┌─ Data for analysis

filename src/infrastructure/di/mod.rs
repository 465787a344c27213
//! Dependency injection container

mod service_container;

pub use service_container::ServiceContainer;
//! CLI-level errors (wraps application errors)

use thiserror::Error;

use crate::application::ApplicationError;
use crate::domain::DomainError;

/// CLI errors are the top-level error type.
/// These are what get displayed to the user.
#[derive(Error, Debug)]
pub enum CliError {
    #[error("{0}")]
    Application(#[from] ApplicationError),

    #[error("cannot write output: {0}")]
    Io(#[from] std::io::Error),
}

impl From<DomainError> for CliError {
    fn from(e: DomainError) -> Self {
        CliError::Application(e.into())
    }
}

/// Result type for CLI operations.
pub type CliResult<T> = Result<T, CliError>;

impl CliError {
    /// Get the appropriate exit code for this error.
    pub fn exit_code(&self) -> i32 {
        match self {
            CliError::Io(_) => crate::exitcode::IOERR,
            CliError::Application(e) => match e {
                ApplicationError::Domain(DomainError::NodeNotFound(_)) => crate::exitcode::SOFTWARE,
                ApplicationError::Domain(_) => crate::exitcode::DATAERR,
                ApplicationError::Snapshot { .. } => crate::exitcode::DATAERR,
                ApplicationError::Config { .. } => crate::exitcode::CONFIG,
                ApplicationError::OperationFailed { .. } => crate::exitcode::IOERR,
            },
        }
    }
}
//! Application layer: services and use cases
//!
//! This layer orchestrates domain logic and depends on I/O boundary traits.

pub mod error;
pub mod error_ext;
pub mod sample;
pub mod services;

pub use error::{ApplicationError, ApplicationResult};
pub use error_ext::{IoResultExt, JsonResultExt};
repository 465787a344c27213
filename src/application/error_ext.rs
//! Error conversion helpers for file-backed operations
//!
//! Provides extension traits for cleaner error handling with path context.

use std::io;
use std::path::Path;

use crate::application::{ApplicationError, ApplicationResult};

/// Extension trait for converting `io::Result` to `ApplicationResult` with context.
pub trait IoResultExt<T> {
    /// Add path context to an I/O error.
    ///
    /// # Example
    /// ```ignore
    /// self.fs.read_to_string(path)
    ///     .with_path_context("read snapshot", path)?;
    /// ```
    fn with_path_context(self, action: &str, path: &Path) -> ApplicationResult<T>;
}

impl<T> IoResultExt<T> for io::Result<T> {
    fn with_path_context(self, action: &str, path: &Path) -> ApplicationResult<T> {
        self.map_err(|e| ApplicationError::OperationFailed {
            context: format!("{}: {}", action, path.display()),
            source: Box::new(e),
        })
    }
}

/// Extension trait attaching the snapshot file to JSON (de)serialization errors.
pub trait JsonResultExt<T> {
    fn with_snapshot_path(self, path: &Path) -> ApplicationResult<T>;
}

impl<T> JsonResultExt<T> for serde_json::Result<T> {
    fn with_snapshot_path(self, path: &Path) -> ApplicationResult<T> {
        self.map_err(|source| ApplicationError::Snapshot {
            path: path.to_path_buf(),
            source,
        })
    }
}
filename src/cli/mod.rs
//! CLI layer: argument parsing and command dispatch

pub mod args;
pub mod commands;
pub mod error;
pub mod output;

pub use args::{Cli, Commands};
pub use error::{CliError, CliResult};
//! Domain entities: element payloads

use std::fmt;

use serde::{Deserialize, Serialize};

use crate::domain::arena::NodeId;

/// Text content of a leaf element.
///
/// Numbers keep their type so they render in plain decimal form:
/// `555` stays `555`, `9.99` stays `9.99`.
#[derive(Debug, Clone, PartialEq, Serialize, Deserialize)]
#[serde(untagged)]
pub enum Value {
    Text(String),
    Integer(i64),
    Float(f64),
}

impl fmt::Display for Value {
    fn fmt(&self, f: &mut fmt::Formatter<'_>) -> fmt::Result {
        match self {
            Value::Text(s) => f.write_str(s),
            Value::Integer(n) => write!(f, "{}", n),
            Value::Float(x) => write!(f, "{}", x),
        }
    }
}

impl From<&str> for Value {
    fn from(s: &str) -> Self {
        Value::Text(s.to_string())
    }
}

impl From<String> for Value {
    fn from(s: String) -> Self {
        Value::Text(s)
    }
}

impl From<i64> for Value {
    fn from(n: i64) -> Self {
        Value::Integer(n)
    }
}

impl From<i32> for Value {
    fn from(n: i32) -> Self {
        Value::Integer(n.into())
    }
}

impl From<u32> for Value {
    fn from(n: u32) -> Self {
        Value::Integer(n.into())
    }
}

impl From<f64> for Value {
    fn from(x: f64) -> Self {
        Value::Float(x)
    }
}

/// The single `name="value"` attribute an element may carry.
#[derive(Debug, Clone, PartialEq, Eq, Serialize, Deserialize)]
pub struct Attribute {
    pub name: String,
    pub value: String,
}

impl Attribute {
    pub fn new(name: impl Into<String>, value: impl Into<String>) -> Self {
        Self {
            name: name.into(),
            value: value.into(),
        }
    }
}

impl<N: Into<String>, V: Into<String>> From<(N, V)> for Attribute {
    fn from((name, value): (N, V)) -> Self {
        Self::new(name, value)
    }
}

/// Construction arguments for a new element: tag plus optional attribute and value.
#[derive(Debug, Clone, PartialEq)]
pub struct ElementSpec {
    pub tag: String,
    pub attribute: Option<Attribute>,
    pub value: Option<Value>,
}

impl ElementSpec {
    pub fn new(tag: impl Into<String>) -> Self {
        Self {
            tag: tag.into(),
            attribute: None,
            value: None,
        }
    }

    pub fn tag(mut self, tag: impl Into<String>) -> Self {
        self.tag = tag.into();
        self
    }

    pub fn attribute(mut self, name: impl Into<String>, value: impl Into<String>) -> Self {
        self.attribute = Some(Attribute::new(name, value));
        self
    }

    pub fn value(mut self, value: impl Into<Value>) -> Self {
        self.value = Some(value.into());
        self
    }
}

impl From<&str> for ElementSpec {
    fn from(tag: &str) -> Self {
        Self::new(tag)
    }
}

impl From<String> for ElementSpec {
    fn from(tag: String) -> Self {
        Self::new(tag)
    }
}

/// One XML element stored in the arena.
#[derive(Debug, Clone)]
pub struct Element {
    pub tag: String,
    pub attribute: Option<Attribute>,
    pub value: Option<Value>,
    /// Owning parent, None for a tree root or a detached standalone node
    pub parent: Option<NodeId>,
    /// Root of the tree this element belongs to (itself when parentless)
    pub root: NodeId,
    pub is_root: bool,
    /// Children in insertion order; positions define paths
    pub children: Vec<NodeId>,
}
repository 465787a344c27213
use std::io::{self, Write};
use std::path::Path;

use clap::CommandFactory;
use clap_complete::generate;
use tracing::{debug, instrument};

use crate::application::sample::build_bookstore;
use crate::cli::args::{Cli, Commands, FormatArgs};
use crate::cli::error::CliResult;
use crate::cli::output;
use crate::config::Settings;
use crate::domain::{NodeId, NodePath, XmlArena, XmlWriter};
use crate::infrastructure::di::ServiceContainer;
use crate::tree_traits::TreeNodeConvert;

pub fn execute_command(cli: &Cli) -> CliResult<()> {
    let settings = Settings::load(cli.config.as_deref())?;
    debug!("settings: {:?}", settings);
    let container = ServiceContainer::new(settings);

    match &cli.command {
        Some(Commands::Sample {
            output,
            snapshot,
            format,
        }) => _sample(&container, output.as_deref(), snapshot.as_deref(), format),
        Some(Commands::Render {
            snapshot,
            output,
            format,
        }) => _render(&container, snapshot, output.as_deref(), format),
        Some(Commands::Tree { snapshot }) => _tree(&container, snapshot),
        Some(Commands::Info { snapshot }) => _info(&container, snapshot),
        Some(Commands::Get {
            snapshot,
            path,
            output,
            format,
        }) => _get(
            &container,
            snapshot,
            &path.clone().unwrap_or_default(),
            output.as_deref(),
            format,
        ),
        Some(Commands::Remove {
            snapshot,
            path,
            output,
        }) => _remove(&container, snapshot, path, output.as_deref()),
        Some(Commands::Completion { shell }) => {
            let mut cmd = Cli::command();
            let name = cmd.get_name().to_string();
            generate(*shell, &mut cmd, name, &mut io::stdout());
            Ok(())
        }
        None => {
            Cli::command().print_help()?;
            Ok(())
        }
    }
}

fn writer_for(container: &ServiceContainer, format: &FormatArgs) -> XmlWriter {
    format.apply(container.settings.writer())
}

/// Writes to `output` if given, otherwise to stdout.
fn emit(
    container: &ServiceContainer,
    arena: &XmlArena,
    root: NodeId,
    output: Option<&Path>,
    writer: &XmlWriter,
) -> CliResult<()> {
    match output {
        Some(path) => {
            container.export.write_xml(arena, root, path, writer)?;
            output::action("Written", &path.display());
        }
        None => {
            let stdout = io::stdout();
            let mut out = stdout.lock();
            writer.write(arena.node(root)?, &mut out)?;
            out.flush()?;
        }
    }
    Ok(())
}

#[instrument(skip(container))]
fn _sample(
    container: &ServiceContainer,
    output: Option<&Path>,
    snapshot: Option<&Path>,
    format: &FormatArgs,
) -> CliResult<()> {
    let mut arena = XmlArena::new();
    let root = build_bookstore(&mut arena)?;
    if let Some(path) = snapshot {
        container.snapshots.save(&arena, root, path)?;
        output::action("Snapshot", &path.display());
    }
    emit(container, &arena, root, output, &writer_for(container, format))
}

#[instrument(skip(container))]
fn _render(
    container: &ServiceContainer,
    snapshot: &Path,
    output: Option<&Path>,
    format: &FormatArgs,
) -> CliResult<()> {
    let (arena, root) = container.snapshots.load(snapshot)?;
    emit(container, &arena, root, output, &writer_for(container, format))
}

#[instrument(skip(container))]
fn _tree(container: &ServiceContainer, snapshot: &Path) -> CliResult<()> {
    let (arena, root) = container.snapshots.load(snapshot)?;
    output::info(&arena.node(root)?.to_tree_string());
    Ok(())
}

#[instrument(skip(container))]
fn _info(container: &ServiceContainer, snapshot: &Path) -> CliResult<()> {
    let (arena, root) = container.snapshots.load(snapshot)?;
    let node = arena.node(root)?;
    let max_depth = node.descendants().map(|n| n.depth()).max().unwrap_or(0);
    let leaves = node.descendants().filter(|n| !n.has_children()).count();

    output::header(&snapshot.display());
    output::detail("root", &node.make_xml_tags().open);
    output::detail("elements", &node.size());
    output::detail("children", &node.no_children());
    output::detail("leaves", &leaves);
    output::detail("max depth", &max_depth);
    Ok(())
}

#[instrument(skip(container))]
fn _get(
    container: &ServiceContainer,
    snapshot: &Path,
    path: &NodePath,
    output: Option<&Path>,
    format: &FormatArgs,
) -> CliResult<()> {
    let (arena, root) = container.snapshots.load(snapshot)?;
    let id = arena.get_from_path(root, path)?;
    emit(container, &arena, id, output, &writer_for(container, format))
}

#[instrument(skip(container))]
fn _remove(
    container: &ServiceContainer,
    snapshot: &Path,
    path: &NodePath,
    output: Option<&Path>,
) -> CliResult<()> {
    let (mut arena, root) = container.snapshots.load(snapshot)?;
    let removed = arena.remove_from_path(root, path)?;
    let target = output.unwrap_or(snapshot);
    container.snapshots.save(&arena, root, target)?;
    output::action(
        "Removed",
        &format!("{} element(s) at {}, {} left", removed, path, arena.size(root)?),
    );
    Ok(())
}
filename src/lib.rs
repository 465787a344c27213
//! In-memory XML element trees.
//!
//! Elements live in an [`XmlArena`](domain::XmlArena) and are addressed by
//! [`NodeId`](domain::NodeId) handles or by positional [`NodePath`](domain::NodePath)s
//! from a tree root. Trees can be mutated, walked in pre-order, and written out
//! as indented XML.
//!
//! ```
//! use xmlnode::domain::{ElementSpec, XmlArena};
//!
//! let mut arena = XmlArena::new();
//! let root = arena.new_node("bookstore", true);
//! let book = arena
//!     .make_child(root, ElementSpec::new("book").attribute("category", "cooking"))
//!     .unwrap();
//! arena
//!     .make_child(book, ElementSpec::new("title").value("Matthew"))
//!     .unwrap();
//!
//! assert_eq!(
//!     arena.to_xml_string(root).unwrap(),
//!     "<bookstore>\n  <book category=\"cooking\">\n    <title>Matthew</title>\n  </book>\n</bookstore>\n"
//! );
//! ```

pub mod application;
pub mod cli;
pub mod config;
pub mod domain;
pub mod exitcode;
pub mod infrastructure;
pub mod tree_traits;
pub mod util;
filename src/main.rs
use clap::Parser;
use tracing::level_filters::LevelFilter;
use tracing_subscriber::fmt::format::FmtSpan;
use tracing_subscriber::layer::SubscriberExt;
use tracing_subscriber::util::SubscriberInitExt;
use tracing_subscriber::{fmt, Layer};

use xmlnode::cli::args::Cli;
use xmlnode::cli::commands::execute_command;
use xmlnode::cli::output;

fn main() {
    let cli = Cli::parse();

    setup_logging(cli.debug);

    if let Err(e) = execute_command(&cli) {
        output::error(&e);
        std::process::exit(e.exit_code());
    }
}

fn setup_logging(verbosity: u8) {
    let filter = match verbosity {
        0 => LevelFilter::WARN,
        1 => LevelFilter::INFO,
        2 => LevelFilter::DEBUG,
        3 => LevelFilter::TRACE,
        _ => {
            eprintln!("Don't be crazy, max is -d -d -d");
            LevelFilter::TRACE
        }
    };

    // Create a subscriber with formatted output directed to stderr
    let fmt_layer = fmt::layer()
        .with_writer(std::io::stderr)
        .with_target(true)
        .with_thread_names(false)
        .with_span_events(FmtSpan::CLOSE);

    tracing_subscriber::registry()
        .with(fmt_layer.with_filter(filter))
        .init();

    match filter {
        LevelFilter::INFO => tracing::info!("Debug mode: info"),
        LevelFilter::DEBUG => tracing::debug!("Debug mode: debug"),
        LevelFilter::TRACE => tracing::debug!("Debug mode: trace"),
        _ => {}
    }
}
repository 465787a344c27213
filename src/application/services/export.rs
//! XML file export

use std::io::Write;
use std::path::Path;
use std::sync::Arc;

use tracing::{debug, instrument};

use crate::application::{ApplicationResult, IoResultExt};
use crate::domain::{NodeId, XmlArena, XmlWriter};
use crate::infrastructure::traits::FileSystem;

/// Writes serialized trees to files.
pub struct ExportService {
    fs: Arc<dyn FileSystem>,
}

impl ExportService {
    pub fn new(fs: Arc<dyn FileSystem>) -> Self {
        Self { fs }
    }

    /// Serialize the tree at `root` into `path`, replacing any existing file.
    ///
    /// The file handle is dropped, and therefore closed, on every return path.
    #[instrument(level = "debug", skip(self, arena))]
    pub fn write_xml(
        &self,
        arena: &XmlArena,
        root: NodeId,
        path: &Path,
        writer: &XmlWriter,
    ) -> ApplicationResult<()> {
        let node = arena.node(root)?;

        self.fs
            .ensure_parent(path)
            .with_path_context("create directory for", path)?;
        let mut out = self.fs.create(path).with_path_context("create", path)?;
        writer
            .write(node, &mut out)
            .with_path_context("write xml", path)?;
        out.flush().with_path_context("flush", path)?;

        debug!(elements = node.size(), "xml written");
        Ok(())
    }
}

└─

* **What needs to be done**
Look above for the line holding "impl<T> IoResultExt<T> for". Print it and every line after it, exactly, through the line holding "impl fmt::Display for".

* **Answer to the exercise**
impl<T> IoResultExt<T> for io::Result<T> {
    fn with_path_context(self, action: &str, path: &Path) -> ApplicationResult<T> {
        self.map_err(|e| ApplicationError::OperationFailed {
            context: format!("{}: {}", action, path.display()),
            source: Box::new(e),
        })
    }
}

/// Extension trait attaching the snapshot file to JSON (de)serialization errors.
pub trait JsonResultExt<T> {
    fn with_snapshot_path(self, path: &Path) -> ApplicationResult<T>;
}

impl<T> JsonResultExt<T> for serde_json::Result<T> {
    fn with_snapshot_path(self, path: &Path) -> ApplicationResult<T> {
        self.map_err(|source| ApplicationError::Snapshot {
            path: path.to_path_buf(),
            source,
        })
    }
}
filename src/cli/mod.rs
//! CLI layer: argument parsing and command dispatch

pub mod args;
pub mod commands;
pub mod error;
pub mod output;

pub use args::{Cli, Commands};
pub use error::{CliError, CliResult};
//! Domain entities: element payloads

use std::fmt;

use serde::{Deserialize, Serialize};

use crate::domain::arena::NodeId;

/// Text content of a leaf element.
///
/// Numbers keep their type so they render in plain decimal form:
/// `555` stays `555`, `9.99` stays `9.99`.
#[derive(Debug, Clone, PartialEq, Serialize, Deserialize)]
#[serde(untagged)]
pub enum Value {
    Text(String),
    Integer(i64),
    Float(f64),
}

impl fmt::Display for Value {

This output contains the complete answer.